Concertreview: The Human League in Paradiso (Amsterdam)
Een band zonder muzikanten.
Stanley Kubrick’s ‘A Clockwork Orange’ met zijn absorberende Moog synth voorspelde een synthetische toekomst. Het waren geluiden die een paar sci-fi geobsedeerde computerprogrammeurs uit staalstad Sheffield niet vreemd waren. De keuze tussen rijbewijs of een Korg 700s was snel gemaakt. Technocratisch optimisme was het uitgangspunt: Kraftwerk met een menselijk gezicht - elektronische pop voor de moderne stedeling. Het gevolg: een sluimerende carrière die pas poten kreeg toen Martyn Ware en Ian Craig Marsch, het muzikale kapitaal van de band, hun exit maakten en zanger Philip Oakley twee 18-jarige schoolmeisjes (Susan Ann Sulley en Joanne Catherall) - die zo uit het Top of the Pops publiek leken te zijn geplukt - selecteerde als podium props: iets om naar te loeren, want verder was er weinig beweging op de bühne.
Vanavond doen de dames nog altijd trots hun minimalistische pasjes, kakelen ze vrolijk dissonant en zijn ze gehuld in minuscule rokjes waar knikkende knieën onder staan te beven. Zoals het Britse vrouwen betaamt zal het een zorg zijn wat mensen van hen denken (en gelijk hebben ze!). Philip Oakley kiest tegenwoordig voor de mix: Morpheus, Dark Sith Lord en Duitse SM-meester.
]Synthesizers, keyboards, keytars, en microfoonstandaards zijn allemaal gehuld in Stormtrooper wit: haast iets te gestileerd en in licht contrast met de laissez-faire houding die ze altijd hebben gehad wat betreft de muziek. Het holle, blikkerige jaren 80 geluid doet realiseren dat futuristische muziek van weleer, paradoxaal als het klinkt, juist het best kan worden vastgepind op het verleden. Als extra herinnering brult Philip aan het begin van elk liedje ook nog eens het jaartal.

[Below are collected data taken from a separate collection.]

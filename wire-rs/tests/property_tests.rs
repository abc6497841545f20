use proptest::prelude::*;
use wire::convert::{from_hex_float, to_hex_float};
use wire::{evaluate, extract, interpolate, SymbolTable};

fn symbol_name() -> impl Strategy<Value = String> {
    "[A-Za-z_][A-Za-z0-9_]{0,8}"
}

proptest! {
    /// Text without a sigil comes back unchanged, whatever is defined.
    #[test]
    fn dollar_free_text_is_identity(s in "[^$]*", value in "\\PC*") {
        let mut table = SymbolTable::new();
        table.set("x", value);
        prop_assert_eq!(interpolate(&table, &s), s);
    }
}

proptest! {
    /// Interpolation never panics and always terminates, even when values
    /// reference each other in arbitrary cycles.
    #[test]
    fn arbitrary_graphs_terminate(
        defs in prop::collection::vec(("[a-c]", "[a-c$ ]{0,12}"), 0..6),
        text in "[a-c$ ]{0,16}",
    ) {
        let mut table = SymbolTable::new();
        for (name, value) in &defs {
            table.set(name, value.as_str());
        }
        let _ = interpolate(&table, &text);
    }
}

proptest! {
    /// The final values decide the output, not the order of definition.
    #[test]
    fn definition_order_does_not_matter(
        leaf in "[a-z ]{0,10}",
        middle in "[a-z ]{0,10}",
        top in "[a-z ]{0,10}",
    ) {
        let defs = [
            ("LEAF", leaf.clone()),
            ("MIDDLE", format!("{middle} $LEAF.")),
            ("TOP", format!("{top} $MIDDLE!")),
        ];

        let mut forward = SymbolTable::new();
        for (name, value) in defs.iter() {
            forward.set(name, value);
        }
        let mut backward = SymbolTable::new();
        for (name, value) in defs.iter().rev() {
            backward.set(name, value);
        }

        let a = interpolate(&forward, "$TOP");
        let b = interpolate(&backward, "$TOP");
        prop_assert_eq!(&a, &b);
        prop_assert_eq!(a, format!("{top} {middle} {leaf}.!"));
    }
}

proptest! {
    /// Booleans, characters and integers survive a trip through the table.
    #[test]
    fn scalar_round_trip(b: bool, c: char, i: i64, u: u32) {
        let mut table = SymbolTable::new();
        table.set("b", b);
        table.set("c", c);
        table.set("i", i);
        table.set("u", u);
        prop_assert_eq!(table.get_as::<bool>("b"), b);
        prop_assert_eq!(table.get_as::<char>("c"), c);
        prop_assert_eq!(table.get_as::<i64>("i"), i);
        prop_assert_eq!(table.get_as::<u32>("u"), u);
    }
}

proptest! {
    /// Hex-float text reproduces every finite double bit for bit.
    #[test]
    fn hex_float_round_trip(x in any::<f64>().prop_filter("finite", |x| x.is_finite())) {
        let text = to_hex_float(x);
        prop_assert_eq!(from_hex_float(&text).map(f64::to_bits), Some(x.to_bits()));
    }
}

proptest! {
    /// Evaluation never panics on arbitrary input.
    #[test]
    fn evaluator_does_not_panic(s in "\\PC*") {
        let _ = evaluate(&s);
    }
}

proptest! {
    /// Integer sums and products evaluate exactly.
    #[test]
    fn small_integer_arithmetic(a in -1000i32..1000, b in -1000i32..1000, c in 1i32..1000) {
        let expr = format!("{a} + {b} * ({c})");
        prop_assert_eq!(evaluate(&expr), Ok(f64::from(a + b * c)));
    }
}

proptest! {
    /// Every extracted reference is a sigil followed by name characters.
    #[test]
    fn extracted_references_are_well_formed(s in "\\PC*") {
        for id in extract(&s, &['$']) {
            prop_assert!(id.starts_with('$'));
            prop_assert!(id[1..]
                .chars()
                .all(|c| c.is_ascii_alphanumeric() || c == '_' || c == '-'));
        }
    }

    /// Names round-trip through the table with or without their sigil.
    #[test]
    fn sigil_is_optional_in_names(name in symbol_name(), value in "[a-z]{0,8}") {
        let mut table = SymbolTable::new();
        table.set(&name, value.as_str());
        prop_assert_eq!(table.get(&format!("${name}")), value);
    }
}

Tijdens ‘Mirror Man’ (1982!) doet het publiek handjeklap. ‘The Sound Of The Crowd’ (1981!) schalt en op de schermen zien we het hoofd van Nixon veranderen in een bever. Tijdens ‘Heart Like A Wheel’ (1990!) regent het kogeltjes op de schermen en we kunnen het niet laten een blik op ons klokje te werpen. ‘One Man In My Heart’ (1994!) klinkt als de druilerige theme song van een gedateerde Koreaanse reclame. Philip zoekt intussen naarstig naar oogcontact met mensen uit het publiek, die daar overigens niet van gediend zijn.
Het aan de grond genagelde publiek lijkt inmiddels begonnen aan een proces van fossilisatie, maar radiohit ‘Lebanon’ slaat in als een komeet en laat een grote krater achter. ‘(Keep Feeling) Fascination’, een nog grotere komeet, stond op de soundtrack van ‘Grand Theft Auto: Vice City’ - een videospel dat zich afspeelde in het Miami van de jaren 80 en heeft bijgedragen aan een korte eighties renaissance bij millennials. Enkelen zijn vanavond (wellicht ironisch) komen aankakken en lallen nu uit volle borst mee. Wel pijnlijk dat Philip bij het voorstellen van de bandleden haast Joanne vergeet - de vrouw waar hij nota bene 8 jaar mee samen was. ‘And then the conversation turned...’
Voor de bis draagt Philip, gehuld in het pak van een bijenhouder, solo het avant-gardistische ‘Being Boiled’ voor - een betoog waarin hij boeddhisme en hindoeïsme door elkaar haalt en pleit tegen het vermoorden van zijdewormen om sokken van te maken of zoiets.
The Human League lijkt op een knullige gelegenheids verkleedact van mama’s en papa’s uit de buurt: professionele amateurs met kleinstedelijke bescheidenheid. Ze zijn nooit afgezakt naar Londen en altijd met beide benen op de grond blijven staan. Nu genieten ze van elk optreden dat ze mogen geven. Het ontroert en tovert een glimlach op ons gezicht.
Het moment
Paradiso is voor even getransformeerd tot Aziatische karaoke-bar tijdens ‘Don’t You Want Me’, een knaller die nog altijd in roulatie is bij menig studenten-dj.
Quote
‘Some of you might have seen us here before, some of you died of old age.’